• Instructions to follow
Transcribe, without any alteration, only the lines that begin at the line containing "async fn test_metrics_endpoint_reports_tasks()" and run to the last line below.

################

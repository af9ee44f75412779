//! End-to-end tests for task submission, execution and cancellation
//!
//! Every test spawns a real server with running workers and drives it over
//! HTTP.

mod common;

use chrono::DateTime;
use common::{TestClient, TestServer, AGENT_ID, SNAPSHOT_TASK};
use reqwest::StatusCode;
use serde_json::{json, Value};

fn snapshot_with_priority(priority: &str) -> Value {
    json!({
        "owner_id": AGENT_ID,
        "task_type": SNAPSHOT_TASK,
        "params": {"readings": [1.0]},
        "priority": priority,
    })
}

fn slow_snapshot(delay_ms: u64) -> Value {
    json!({
        "owner_id": AGENT_ID,
        "task_type": SNAPSHOT_TASK,
        "params": {"readings": [50.0], "delay_ms": delay_ms},
    })
}

#[tokio::test]
async fn test_submitted_task_completes_with_history() {
    let server = TestServer::spawn().await;
    let client = TestClient::new(server.base_url.clone());

    let response = client.submit_snapshot(&[20.0, 30.0, 40.0]).await;
    assert_eq!(response.status(), StatusCode::ACCEPTED);
    let body: Value = response.json().await.unwrap();
    assert_eq!(body["status"], "pending");
    let task_id = body["task_id"].as_str().unwrap().to_string();
    assert!(task_id.starts_with("agent-task-"));

    let task = client.wait_for_status(&task_id, "completed").await;
    assert_eq!(task["progress_percentage"], 100);
    assert_eq!(task["result"]["percentage"], 30.0);
    assert_eq!(task["result"]["sample_count"], 3);
    assert!(task["started_at"].is_string());
    assert!(task["completed_at"].is_string());

    let response = client.get_history(AGENT_ID, &[]).await;
    assert_eq!(response.status(), StatusCode::OK);
    let history: Vec<Value> = response.json().await.unwrap();
    assert_eq!(history.len(), 1);
    assert_eq!(history[0]["percentage"], 30.0);
}

#[tokio::test]
async fn test_overrunning_task_times_out() {
    let server = TestServer::spawn_with(|settings| settings.worker.task_timeout_sec = 1).await;
    let client = TestClient::new(server.base_url.clone());

    let task_id = client.submit_ok(slow_snapshot(10_000)).await;

    let task = client.wait_for_status(&task_id, "timeout").await;
    assert!(task["error"].as_str().unwrap().contains("timeout"));
    assert!(task["result"].is_null());

    let history: Vec<Value> = client.get_history(AGENT_ID, &[]).await.json().await.unwrap();
    assert!(history.is_empty());
}

#[tokio::test]
async fn test_cancel_running_task() {
    let server = TestServer::spawn().await;
    let client = TestClient::new(server.base_url.clone());

    let task_id = client.submit_ok(slow_snapshot(3000)).await;
    client.wait_for_status(&task_id, "running").await;

    let response = client.cancel_task(&task_id).await;
    assert_eq!(response.status(), StatusCode::OK);
    let body: Value = response.json().await.unwrap();
    assert_eq!(body["cancellation_requested"], true);

    let task = client.wait_for_status(&task_id, "cancelled").await;
    assert!(task["completed_at"].is_string());

    let history: Vec<Value> = client.get_history(AGENT_ID, &[]).await.json().await.unwrap();
    assert!(history.is_empty());

    // Repeating the request is a no-op
    let response = client.cancel_task(&task_id).await;
    assert_eq!(response.status(), StatusCode::OK);
}

#[tokio::test]
async fn test_cancel_queued_task_never_runs() {
    let server = TestServer::spawn_with(|settings| settings.worker.count = 1).await;
    let client = TestClient::new(server.base_url.clone());

    // Keep the only worker busy
    let blocker = client.submit_ok(slow_snapshot(1000)).await;
    client.wait_for_status(&blocker, "running").await;

    let queued = client.submit_ok(slow_snapshot(0)).await;
    let response = client.cancel_task(&queued).await;
    assert_eq!(response.status(), StatusCode::OK);
    let body: Value = response.json().await.unwrap();
    assert_eq!(body["status"], "cancelled");
    assert!(body["started_at"].is_null());

    client.wait_for_status(&blocker, "completed").await;
    let task: Value = client.get_task(&queued).await.json().await.unwrap();
    assert_eq!(task["status"], "cancelled");
    assert!(task["started_at"].is_null());
}

#[tokio::test]
async fn test_cancel_completed_task_conflicts() {
    let server = TestServer::spawn().await;
    let client = TestClient::new(server.base_url.clone());

    let task_id = client
        .submit_ok(json!({
            "owner_id": AGENT_ID,
            "task_type": SNAPSHOT_TASK,
            "params": {"readings": [1.0]},
        }))
        .await;
    client.wait_for_status(&task_id, "completed").await;

    let response = client.cancel_task(&task_id).await;
    assert_eq!(response.status(), StatusCode::CONFLICT);
    let task: Value = client.get_task(&task_id).await.json().await.unwrap();
    assert_eq!(task["status"], "completed");
}

#[tokio::test]
async fn test_high_priority_runs_first() {
    let server = TestServer::spawn_with(|settings| settings.worker.count = 1).await;
    let client = TestClient::new(server.base_url.clone());

    let blocker = client.submit_ok(slow_snapshot(500)).await;
    client.wait_for_status(&blocker, "running").await;

    let low = client.submit_ok(snapshot_with_priority("low")).await;
    let normal = client.submit_ok(snapshot_with_priority("normal")).await;
    let high = client.submit_ok(snapshot_with_priority("high")).await;

    let started_at = |task: &Value| {
        DateTime::parse_from_rfc3339(task["started_at"].as_str().unwrap()).unwrap()
    };
    let low_task = client.wait_for_status(&low, "completed").await;
    let normal_task = client.wait_for_status(&normal, "completed").await;
    let high_task = client.wait_for_status(&high, "completed").await;

    assert!(started_at(&high_task) <= started_at(&normal_task));
    assert!(started_at(&normal_task) <= started_at(&low_task));
}

#[tokio::test]
async fn test_invalid_submissions_are_rejected() {
    let server = TestServer::spawn().await;
    let client = TestClient::new(server.base_url.clone());

    let invalid = [
        json!({"owner_id": "", "task_type": SNAPSHOT_TASK, "params": {"readings": [1.0]}}),
        json!({"owner_id": AGENT_ID, "task_type": "unknown", "params": {}}),
        json!({"owner_id": AGENT_ID, "task_type": SNAPSHOT_TASK, "params": {"readings": []}}),
        json!({
            "owner_id": AGENT_ID,
            "task_type": SNAPSHOT_TASK,
            "params": {"readings": [1.0]},
            "webhook_url": "not a url",
        }),
        json!({"task_type": SNAPSHOT_TASK}),
    ];
    for body in invalid {
        let response = client.submit(body.clone()).await;
        assert_eq!(response.status(), StatusCode::BAD_REQUEST, "accepted {}", body);
    }

    let queue: Value = client.get_queue().await.json().await.unwrap();
    assert_eq!(queue["total"], 0);
    assert_eq!(queue["tasks"], json!({}));
}

#[tokio::test]
async fn test_unknown_task_is_not_found() {
    let server = TestServer::spawn().await;
    let client = TestClient::new(server.base_url.clone());

    assert_eq!(
        client.get_task("agent-task-does-not-exist").await.status(),
        StatusCode::NOT_FOUND
    );
    assert_eq!(
        client.cancel_task("agent-task-does-not-exist").await.status(),
        StatusCode::NOT_FOUND
    );
}

#[tokio::test]
async fn test_out_of_range_measurement_fails_task() {
    let server = TestServer::spawn().await;
    let client = TestClient::new(server.base_url.clone());

    let task_id = client
        .submit_ok(json!({
            "owner_id": AGENT_ID,
            "task_type": SNAPSHOT_TASK,
            "params": {"readings": [120.0]},
        }))
        .await;

    let task = client.wait_for_status(&task_id, "failed").await;
    assert!(task["error"].as_str().unwrap().contains("percentage"));
    let history: Vec<Value> = client.get_history(AGENT_ID, &[]).await.json().await.unwrap();
    assert!(history.is_empty());
}

#[tokio::test]
async fn test_history_limit_and_order() {
    let server = TestServer::spawn().await;
    let client = TestClient::new(server.base_url.clone());

    for value in [10.0, 20.0, 30.0] {
        let task_id = client
            .submit_ok(json!({
                "owner_id": AGENT_ID,
                "task_type": SNAPSHOT_TASK,
                "params": {"readings": [value]},
            }))
            .await;
        // Sequential so timestamps are ordered
        client.wait_for_status(&task_id, "completed").await;
    }

    let history: Vec<Value> = client
        .get_history(AGENT_ID, &[("limit", "2")])
        .await
        .json()
        .await
        .unwrap();
    let percentages: Vec<f64> = history
        .iter()
        .map(|r| r["percentage"].as_f64().unwrap())
        .collect();
    assert_eq!(percentages, vec![30.0, 20.0]);

    let other: Vec<Value> = client
        .get_history("someone-else", &[])
        .await
        .json()
        .await
        .unwrap();
    assert!(other.is_empty());
}

#[tokio::test]
async fn test_metrics_endpoint_reports_tasks() {
    agent_task_server::server::metrics::init_metrics();
    let server = TestServer::spawn().await;
    let client = TestClient::new(server.base_url.clone());

    let task_id = client.submit_ok(slow_snapshot(0)).await;
    client.wait_for_status(&task_id, "completed").await;

    let response = client.get_metrics().await;
    assert_eq!(response.status(), StatusCode::OK);
    let text = response.text().await.unwrap();
    assert!(text.contains("agent_tasks_submitted_total"));
}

################

• Answer section
async fn test_metrics_endpoint_reports_tasks() {
    agent_task_server::server::metrics::init_metrics();
    let server = TestServer::spawn().await;
    let client = TestClient::new(server.base_url.clone());

    let task_id = client.submit_ok(slow_snapshot(0)).await;
    client.wait_for_status(&task_id, "completed").await;

    let response = client.get_metrics().await;
    assert_eq!(response.status(), StatusCode::OK);
    let text = response.text().await.unwrap();
    assert!(text.contains("agent_tasks_submitted_total"));
}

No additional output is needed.